Jim White has commanded international attention for more than two decades as part of Australia’s Dirty Three, storm’s-eye instrumental diviners whose emotionally choppy soundscapes brim with elemental force. Now New York-based, White has often been called on to collaborate with numerous alt-A-listers (including: Bonnie ‘Prince’ Billy, PJ Harvey, Cat Power and Smog), where he redeploys the rolling momentum of free-jazz to variously supple, sensitive and seismic ends. Most recently he can be collaborated with Kurt Vile and Courtney Barnett on their acclaimed album “Lotta Sea Lice”.

PJ Harvey likened White’s playing to dancing. Yet if dancers need partners, Mother also pays testimony to a friendship forged over almost three decades. Xylouris was performing with his Ensemble when he met White in Melbourne in the early 1990s; back then, the drummer was in his pre-Dirty Three avant-rock outfit Venom P Stinger. In retrospect, a cycle of influence emerges: Xylouris’s 1990s live contributions to the Dirty Three set a blueprint for Xylouris White, yet the Dirty Three were themselves inspired by Xylouris and Psarantonis.
That mutual exchange resonates throughout Mother. Album opener “In Medias Res” finds the duo already in motion, feeling their way around one another, seeking out ways to bring a song to full bloom. Proving they can also be thrillingly direct when the mood takes them, “Only Love” follows with a brilliantly barrelling sense of momentum, White’s powerhouse percussion urging Xylouris’s liquid-fingered lute-playing and impassioned baritone on to increasing heights of urgency.

From here, Xylouris White proceed as if by intuition, feeling their way around new terrain. “Motorcycle Kondilies” is muscular and epic, White’s rimshots providing on-alert accompaniment as Xylouris’s reaching vocal and dancing lute lines build in intensity.

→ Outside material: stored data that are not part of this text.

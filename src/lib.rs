//! lorelink: Campaign-Note Entity Tagger
//!
//! Finds mentions of people, items, spells, monsters, and locations in
//! free-form tabletop campaign notes and records them in a per-owner graph.
//!
//! # Core Concepts
//!
//! - **Vocabulary**: known names per label, matched exactly and case-insensitively
//! - **Classifier**: an ordered rule cascade over syntax for names the vocabulary misses
//! - **Nodes**: one per (name, type, owner), created lazily and reused across notes
//! - **Edges**: co-mention links between nodes of a note, plus containment in
//!   the note's first location
//!
//! # Example
//!
//! ```
//! use lorelink::{HeuristicAnalyzer, NlpEngine, MentionResolver, VocabularyIndex};
//!
//! let document = HeuristicAnalyzer::new()
//!     .analyze("Aria cast Fireball and then traveled to the Sunken Keep")
//!     .unwrap();
//! let mentions = MentionResolver::default().resolve(&document, &VocabularyIndex::new());
//! assert_eq!(mentions.len(), 3);
//! ```

pub mod config;
pub mod graph;
pub mod http;
pub mod mcp;
pub mod nlp;
pub mod pipeline;
pub mod resolve;
pub mod storage;
pub mod taxonomy;
pub mod vocabulary;

pub use config::{Config, ConfigError};
pub use graph::{
    name_key, CoMention, Containment, GraphWriter, MentionRecord, NodeId, NodeRecord, NodeStatus,
    NoteId, OwnerId, TaggedNode,
};
pub use nlp::{Document, EntitySpan, HeuristicAnalyzer, NlpEngine, NlpError, PartOfSpeech, Token};
pub use pipeline::{Pipeline, Readiness, TagError, TagRequest, TagService, VocabularyStatus};
pub use resolve::{MentionResolver, ResolvedMention, RuleClassifier};
pub use storage::{
    GraphCursor, GraphStats, GraphStore, OpenStore, SqliteStore, StorageError, StorageResult,
    VocabularyStore,
};
pub use taxonomy::{Label, MentionType, Provenance};
pub use vocabulary::{VocabularyError, VocabularyIndex, VocabularySource, VocabularySources};

/// Library version
pub const VERSION: &str = env!("CARGO_PKG_VERSION");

If the marching rhythm and pretty lute melody of “Spud’s Garden” highlights the duo’s occasional elegant side, “Daphne” and “Achilles Heel” showcase Xylouris White’s at their most hypnotic and brooding. “Woman from Anogeia” hosts a particularly emotive vocal from Xylouris; “Call and Response” is the duo at their freeform finest, circling each other querulously, again teasing at possibility. Finally, resolution is embraced openly on the tactile and reverberant “Lullaby”, as lovely a track as any Xylouris White have birthed.

As on Black Peak, Mother’s labours benefited from the midwifery of choice collaborators. Fugazi’s Guy Picciotto produced again. Also on hand this time was Anna Roberts-Gevalt of old-time folk duo Anna & Elizabeth, whose earthy violin/viola lines and exquisitely sighing vocals can be heard on the track “Lullaby”.

The result is an album of extraordinary accomplishment from two supremely seasoned players who’ve kept a close kinship with the richly, rewardingly inquisitive instincts of their youth. In Xylouris’s words, “It's the natural maturity of fruits as they ripen. As fruit matures by the rhythm of nature, so the music grows at its own pace. So, here are two maturing fruits giving the taste of their present maturity – and they’re still children.”